The house was of timber, but the timber had been painted to look like blocks of granite: grey, flecked with black, red, white and blue, and marked with thin white lines. A folding screen separated the regal drawingroom from the regal diningroom; and there was a multiplicity of rooms whose purposes were uncertain. The house had its own electricity plant; not working at the moment, Mrs. Tulsi said, but it could be fixed. There was a garage, servants’ quarters, an outdoor bathroom with a deep concrete tub. The kitchen, linked to the house by a roofed way, was vast, with a brick oven. The hill rose directly behind the kitchen; the view through the back window was of the green hillside just a few feet away. And tonka beans grew on the hill.
“Who owned the house before?” Mr. Biswas asked.
“Some French people.”
This, allied to a brief acquaintance during his Aryan days with the writings of Remain Rolland, gave Mr. Biswas a respect for the French.
They walked and looked. The silence, the solitude, the fruitful bush in a broken landscape: it was an enchantment.
They heard the bus in the distance.
“Well,” he said. “I suppose it is time to go home now.”
“Home?” said Mrs. Tulsi. “Isn’t this your home now?”
So the Tulsis left Arwacas. The lands were rented out and it fell to the tenants to contend with Seth’s claims. The Tulsi Store was leased to a firm of Port of Spain merchants. At Port of Spain one of the tenements was sold and Shama relieved of her rent-collecting duties. It was only then that Shama, still sulking after her victory, disclosed that Mrs. Tulsi had decided to raise the rent of the Port of Spain house. Mr. Biswas was shocked, and to shock him further Shama brought down her account books and showed how his salary went to the grocer almost as soon as it came, how her debts were rising.

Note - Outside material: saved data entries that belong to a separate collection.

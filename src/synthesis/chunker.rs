/*!
 * Splitting of over-long sentences into backend-sized chunks.
 *
 * Some engines run out of memory or degrade badly on long inputs. A long
 * sentence is cut at clause punctuation first, then at word boundaries;
 * the chunks are synthesized one by one and joined with a short pause.
 */

use once_cell::sync::Lazy;
use regex::Regex;

/// Silence inserted between the chunks of one sentence
pub const CHUNK_PAUSE_SECS: f64 = 0.1;

static CLAUSE_BREAK: Lazy<Regex> = Lazy::new(|| Regex::new(r"([,;:\-\u{2014}])\s*").unwrap());

fn char_len(s: &str) -> usize {
    s.chars().count()
}

enum Token<'a> {
    Text(&'a str),
    Delimiter(&'a str),
}

fn tokenize(text: &str) -> Vec<Token<'_>> {
    let mut tokens = Vec::new();
    let mut last = 0;

    for caps in CLAUSE_BREAK.captures_iter(text) {
        let (Some(whole), Some(delimiter)) = (caps.get(0), caps.get(1)) else {
            continue;
        };
        if whole.start() > last {
            tokens.push(Token::Text(&text[last..whole.start()]));
        }
        tokens.push(Token::Delimiter(delimiter.as_str()));
        last = whole.end();
    }
    if last < text.len() {
        tokens.push(Token::Text(&text[last..]));
    }

    tokens
}

fn split_words(chunk: &str, max_chars: usize, out: &mut Vec<String>) {
    let mut current = String::new();
    for word in chunk.split_whitespace() {
        if current.is_empty() {
            current.push_str(word);
        } else if char_len(&current) + char_len(word) + 1 <= max_chars {
            current.push(' ');
            current.push_str(word);
        } else {
            out.push(std::mem::take(&mut current));
            current.push_str(word);
        }
    }
    if !current.is_empty() {
        out.push(current);
    }
}

/// Split `text` into chunks of at most `max_chars` characters where possible.
///
/// A single word longer than the limit becomes its own chunk. A limit of
/// zero disables splitting.
pub fn split_into_chunks(text: &str, max_chars: usize) -> Vec<String> {
    let text = text.trim();
    if text.is_empty() {
        return Vec::new();
    }
    if max_chars == 0 || char_len(text) <= max_chars {
        return vec![text.to_string()];
    }

    let mut clauses = Vec::new();
    let mut current = String::new();
    for token in tokenize(text) {
        match token {
            Token::Delimiter(d) => current.push_str(d),
            Token::Text(part) => {
                let part = part.trim();
                if part.is_empty() {
                    continue;
                }
                if current.is_empty() {
                    current.push_str(part);
                } else if char_len(&current) + char_len(part) + 1 <= max_chars {
                    current.push(' ');
                    current.push_str(part);
                } else {
                    clauses.push(std::mem::take(&mut current).trim().to_string());
                    current.push_str(part);
                }
            }
        }
    }
    if !current.trim().is_empty() {
        clauses.push(current.trim().to_string());
    }

    let mut chunks = Vec::new();
    for clause in clauses {
        if char_len(&clause) <= max_chars {
            chunks.push(clause);
        } else {
            split_words(&clause, max_chars, &mut chunks);
        }
    }
    chunks
}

The solitude and silence of Shorthills was violated. The villagers bore the invasion without protest and almost with indifference. They were an attractive mixture of French and Spanish and Negro and, though they lived so near to Port of Spain, formed a closed, distinctive community. They had a rural slowness and civility, and spoke English with an accent derived from the French patois they spoke among themselves. They appeared to exercise some rights on the grounds of the house. They played cricket on the cricket field most afternoons and there was a match every Sunday, when the grounds were virtually taken over by the villagers. For some time after the coming of the Tulsis courting couples strolled about the orange walks and the drive in the afternoon, disappearing from time to time into the cocoa woods. But this custom soon ceased. The couples, finding themselves surprised at every turn by a Tulsi, moved further up the gully.
Mr. Biswas’s first impression on moving to Shorthills was that the Tulsi family had increased. Seth and his family were absent; but those sisters who for one reason and another had lived away from Hanuman House had brought their families; and there were many married grandchildren as well, and their families.

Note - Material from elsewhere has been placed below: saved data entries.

/*!
 * Retry, backoff and silence fallback around a single backend.
 *
 * Every call to the backend is followed by `release`, whether it succeeded
 * or not. When all attempts for a sentence fail, a fixed stretch of silence
 * stands in for it so the chapter keeps its shape and processing continues.
 */

use log::{debug, warn};
use std::time::Duration;

use crate::app_config::SynthesisConfig;
use crate::errors::BackendError;
use crate::synthesis::chunker::{split_into_chunks, CHUNK_PAUSE_SECS};
use crate::synthesis::{AudioBackend, SynthesizedAudio};

/// Bounded retry with exponential backoff
#[derive(Debug, Clone, Copy, PartialEq, Eq)]
pub struct RetryPolicy {
    /// Total attempts per call, at least one
    pub attempts: u32,
    /// Delay before the second attempt; doubled for each later one
    pub backoff_ms: u64,
}

impl RetryPolicy {
    pub fn new(attempts: u32, backoff_ms: u64) -> Self {
        Self {
            attempts: attempts.max(1),
            backoff_ms,
        }
    }

    /// Delay after the given failed attempt (1-based)
    pub fn delay_after(&self, attempt: u32) -> Duration {
        let factor = 1u64 << attempt.saturating_sub(1).min(16);
        Duration::from_millis(self.backoff_ms.saturating_mul(factor))
    }
}

impl Default for RetryPolicy {
    fn default() -> Self {
        Self::new(3, 1000)
    }
}

/// Audio for one sentence and how it was obtained
#[derive(Debug, Clone)]
pub struct SegmentAudio {
    pub audio: SynthesizedAudio,
    /// Backend calls made, across all chunks
    pub attempts: u32,
    /// Silence was substituted after retries ran out
    pub fallback: bool,
}

/// Drives a backend with retries and silence fallback
#[derive(Debug, Clone)]
pub struct ResilientSynthesizer {
    policy: RetryPolicy,
    silence_secs: f64,
    sample_rate: u32,
    max_chars_per_chunk: usize,
    abort_on_unavailable: bool,
}

impl ResilientSynthesizer {
    pub fn new(policy: RetryPolicy, silence_secs: f64, sample_rate: u32) -> Self {
        Self {
            policy,
            silence_secs,
            sample_rate,
            max_chars_per_chunk: 0,
            abort_on_unavailable: false,
        }
    }

    pub fn from_config(config: &SynthesisConfig) -> Self {
        Self {
            policy: RetryPolicy::new(config.retry_count, config.retry_backoff_ms),
            silence_secs: config.silence_secs,
            sample_rate: config.sample_rate,
            max_chars_per_chunk: config.max_chars_per_chunk,
            abort_on_unavailable: config.abort_on_unavailable,
        }
    }

    /// Split sentences longer than `max_chars` (0 disables)
    pub fn with_chunking(mut self, max_chars: usize) -> Self {
        self.max_chars_per_chunk = max_chars;
        self
    }

    /// Propagate `BackendError::Unavailable` instead of substituting silence
    pub fn with_abort_on_unavailable(mut self, abort: bool) -> Self {
        self.abort_on_unavailable = abort;
        self
    }

    pub fn policy(&self) -> RetryPolicy {
        self.policy
    }

    /// Synthesize one sentence.
    ///
    /// Only fails when the backend reports itself unavailable and aborting on
    /// that condition is enabled; every other failure becomes silence.
    pub async fn synthesize(
        &self,
        backend: &dyn AudioBackend,
        text: &str,
    ) -> Result<SegmentAudio, BackendError> {
        let chunks = split_into_chunks(text, self.max_chars_per_chunk);
        if chunks.len() > 1 {
            debug!("Synthesizing {} chunks for a {}-character sentence", chunks.len(), text.chars().count());
        }

        let mut combined: Option<SynthesizedAudio> = None;
        let mut attempts = 0;

        for chunk in &chunks {
            match self.call_with_retry(backend, chunk).await {
                Ok((audio, used)) => {
                    attempts += used;
                    match combined.as_mut() {
                        None => combined = Some(audio),
                        Some(joined) => {
                            let pause = SynthesizedAudio::silence(CHUNK_PAUSE_SECS, joined.sample_rate);
                            joined.append(&pause);
                            joined.append(&audio);
                        }
                    }
                }
                Err((error, used)) => {
                    attempts += used;
                    if self.abort_on_unavailable && matches!(error, BackendError::Unavailable(_)) {
                        return Err(error);
                    }
                    warn!(
                        "Giving up on \"{}\" after {} attempt(s): {}; using {}s of silence",
                        preview(text),
                        used,
                        error,
                        self.silence_secs
                    );
                    return Ok(self.fallback(attempts));
                }
            }
        }

        match combined {
            Some(audio) => Ok(SegmentAudio {
                audio,
                attempts,
                fallback: false,
            }),
            None => Ok(self.fallback(attempts)),
        }
    }

    fn fallback(&self, attempts: u32) -> SegmentAudio {
        SegmentAudio {
            audio: SynthesizedAudio::silence(self.silence_secs, self.sample_rate),
            attempts,
            fallback: true,
        }
    }

    async fn call_with_retry(
        &self,
        backend: &dyn AudioBackend,
        text: &str,
    ) -> Result<(SynthesizedAudio, u32), (BackendError, u32)> {
        let mut last_error = None;

        for attempt in 1..=self.policy.attempts {
            let result = backend.synthesize(text).await;
            if let Err(e) = backend.release().await {
                debug!("{} failed to release resources: {}", backend.name(), e);
            }

            match result {
                Ok(audio) => return Ok((audio, attempt)),
                Err(e) => {
                    warn!(
                        "{} attempt {}/{} failed: {}",
                        backend.name(),
                        attempt,
                        self.policy.attempts,
                        e
                    );
                    last_error = Some(e);
                    if attempt < self.policy.attempts {
                        tokio::time::sleep(self.policy.delay_after(attempt)).await;
                    }
                }
            }
        }

        let error = last_error
            .unwrap_or_else(|| BackendError::SynthesisFailed("no attempt was made".to_string()));
        Err((error, self.policy.attempts))
    }
}

fn preview(text: &str) -> String {
    const LIMIT: usize = 40;
    if text.chars().count() > LIMIT {
        format!("{}...", text.chars().take(LIMIT).collect::<String>())
    } else {
        text.to_string()
    }
}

Mr. Biswas was given a room on the upper floor, one of six rooms of equal size about a central corridor. It was a hotel-like arrangement, with a couple in each room, and widows and children moving about the common area downstairs. Mr. Biswas’s room became the headquarters of his family; it was there that Anand did his homework, there that the children came to complain, there that Mr. Biswas gave them delicacies to eat in private. The fourposter, Shama’s dressingtable, the bookcase and desk and the table were in this room; the rest of his furniture, rockingchair, hatrack, kitchen safe, was disposed, like his children at night, about the house.

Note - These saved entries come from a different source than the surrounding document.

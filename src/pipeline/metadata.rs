/*!
 * Book title, author and identifier.
 */

use once_cell::sync::Lazy;
use regex::Regex;
use std::path::Path;

use crate::file_utils::{book_id_from_title, title_from_path};

/// Author used when none is given or found
pub const UNKNOWN_AUTHOR: &str = "Unknown Author";

/// Lines scanned for an author credit
const AUTHOR_SCAN_LINES: usize = 50;

static AUTHOR_LINE: Lazy<Regex> = Lazy::new(|| {
    Regex::new(r"(?i)^(?:written\s+by|by|author:?)\s+(\S.*)$").unwrap()
});

/// Values supplied by the operator; they win over anything detected
#[derive(Debug, Clone, Default)]
pub struct MetadataOverrides {
    pub title: Option<String>,
    pub author: Option<String>,
}

#[derive(Debug, Clone, PartialEq, Eq)]
pub struct BookMetadata {
    pub book_id: String,
    pub title: String,
    pub author: String,
}

impl BookMetadata {
    /// Resolve metadata for a book read from `source`
    pub fn resolve(source: &Path, text: &str, overrides: &MetadataOverrides) -> Self {
        let title = overrides
            .title
            .clone()
            .filter(|t| !t.trim().is_empty())
            .unwrap_or_else(|| title_from_path(source));
        let author = overrides
            .author
            .clone()
            .filter(|a| !a.trim().is_empty())
            .or_else(|| detect_author(text))
            .unwrap_or_else(|| UNKNOWN_AUTHOR.to_string());

        let mut book_id = book_id_from_title(&title);
        if book_id.is_empty() {
            book_id = "book".to_string();
        }

        Self {
            book_id,
            title,
            author,
        }
    }
}

/// Author from a "by ..." credit near the top of the text
pub fn detect_author(text: &str) -> Option<String> {
    text.lines()
        .take(AUTHOR_SCAN_LINES)
        .filter_map(|line| AUTHOR_LINE.captures(line.trim()))
        .filter_map(|caps| caps.get(1).map(|m| m.as_str().trim().to_string()))
        .find(|author| !author.is_empty())
}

The drawingroom furnishings of Hanuman House had been similarly scattered. There could be no division of this house into the used and the unused, and the thronelike chairs, the statuary and the vases were left in the drawingroom, which in appearance and purpose presently became the equivalent of the Hanuman House hall.
A certain unpleasantness was added to Mr. Biswas’s situation by the presence directly across the corridor of a brother-in-law he had never seen at Hanuman House, a tall, contemptuous man who had taken an immediate dislike to him and expressed this dislike by a quivering of the nostrils.
Anand said, “Prakash say his pappa got more books than you.”